__WORK REQUEST__: The word "behavior" occurs in some lines of the listing. Copy those lines.

__SUPPLIED DATA__:
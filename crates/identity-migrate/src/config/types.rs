//! Configuration type definitions.

use serde::{Deserialize, Serialize};
use std::collections::BTreeMap;
use std::fmt;
use std::path::PathBuf;

/// Root configuration structure.
#[derive(Debug, Clone, Serialize, Deserialize)]
pub struct Config {
    /// Target database configuration (PostgreSQL).
    pub target: TargetConfig,

    /// Identity migration behavior configuration.
    #[serde(default)]
    pub migration: MigrationConfig,
}

/// Target database (PostgreSQL) configuration.
#[derive(Clone, Serialize, Deserialize)]
pub struct TargetConfig {
    /// Database host.
    pub host: String,

    /// Database port (default: 5432).
    #[serde(default = "default_pg_port")]
    pub port: u16,

    /// Database name.
    pub database: String,

    /// Username.
    pub user: String,

    /// Password. Never written back out.
    #[serde(default, skip_serializing)]
    pub password: String,

    /// Target schema (default: "public").
    #[serde(default = "default_public_schema")]
    pub schema: String,

    /// SSL mode (default: "disable").
    #[serde(default = "default_ssl_mode")]
    pub ssl_mode: String,
}

impl fmt::Debug for TargetConfig {
    fn fmt(&self, f: &mut fmt::Formatter<'_>) -> fmt::Result {
        f.debug_struct("TargetConfig")
            .field("host", &self.host)
            .field("port", &self.port)
            .field("database", &self.database)
            .field("user", &self.user)
            .field("password", &"[REDACTED]")
            .field("schema", &self.schema)
            .field("ssl_mode", &self.ssl_mode)
            .finish()
    }
}

/// Identity migration behavior configuration.
#[derive(Debug, Clone, Serialize, Deserialize, Default)]
pub struct MigrationConfig {
    /// Tables processed concurrently (default: 4).
    #[serde(default, skip_serializing_if = "Option::is_none")]
    pub workers: Option<usize>,

    /// Maximum PostgreSQL connections (default: workers + 2).
    #[serde(default, skip_serializing_if = "Option::is_none")]
    pub max_pg_connections: Option<usize>,

    /// Origin tables to include (glob patterns, `*` and `?`). Empty means all.
    #[serde(default)]
    pub include_tables: Vec<String>,

    /// Origin tables to exclude (glob patterns).
    #[serde(default)]
    pub exclude_tables: Vec<String>,

    /// Origin table name -> target table name.
    #[serde(default)]
    pub table_map: BTreeMap<String, String>,

    /// Origin table name -> (origin column name -> target column name).
    #[serde(default)]
    pub column_map: BTreeMap<String, BTreeMap<String, String>>,

    /// Directory for per-table progress files. Progress only goes to the
    /// tracing subscriber when unset.
    #[serde(default, skip_serializing_if = "Option::is_none")]
    pub log_dir: Option<PathBuf>,
}

impl MigrationConfig {
    pub fn get_workers(&self) -> usize {
        self.workers.unwrap_or(4)
    }

    pub fn get_max_pg_connections(&self) -> usize {
        self.max_pg_connections
            .unwrap_or_else(|| self.get_workers() + 2)
    }

    /// Whether an origin table passes the include/exclude filters.
    pub fn includes_table(&self, name: &str) -> bool {
        let included = self.include_tables.is_empty()
            || self.include_tables.iter().any(|p| glob_match(p, name));
        included && !self.exclude_tables.iter().any(|p| glob_match(p, name))
    }
}

/// Case-insensitive match of `*` / `?` wildcard patterns.
pub(crate) fn glob_match(pattern: &str, name: &str) -> bool {
    let pattern: Vec<char> = pattern.to_lowercase().chars().collect();
    let name: Vec<char> = name.to_lowercase().chars().collect();

    let (mut p, mut n) = (0, 0);
    let mut star: Option<usize> = None;
    let mut resume = 0;

    while n < name.len() {
        if p < pattern.len() && (pattern[p] == '?' || pattern[p] == name[n]) {
            p += 1;
            n += 1;
        } else if p < pattern.len() && pattern[p] == '*' {
            star = Some(p);
            resume = n;
            p += 1;
        } else if let Some(s) = star {
            p = s + 1;
            resume += 1;
            n = resume;
        } else {
            return false;
        }
    }

    while p < pattern.len() && pattern[p] == '*' {
        p += 1;
    }
    p == pattern.len()
}

// Default value functions for serde
fn default_pg_port() -> u16 {
    5432
}

fn default_public_schema() -> String {
    "public".to_string()
}

fn default_ssl_mode() -> String {
    "disable".to_string()
}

__THE ANSWER__:
    /// Identity migration behavior configuration.
/// Identity migration behavior configuration.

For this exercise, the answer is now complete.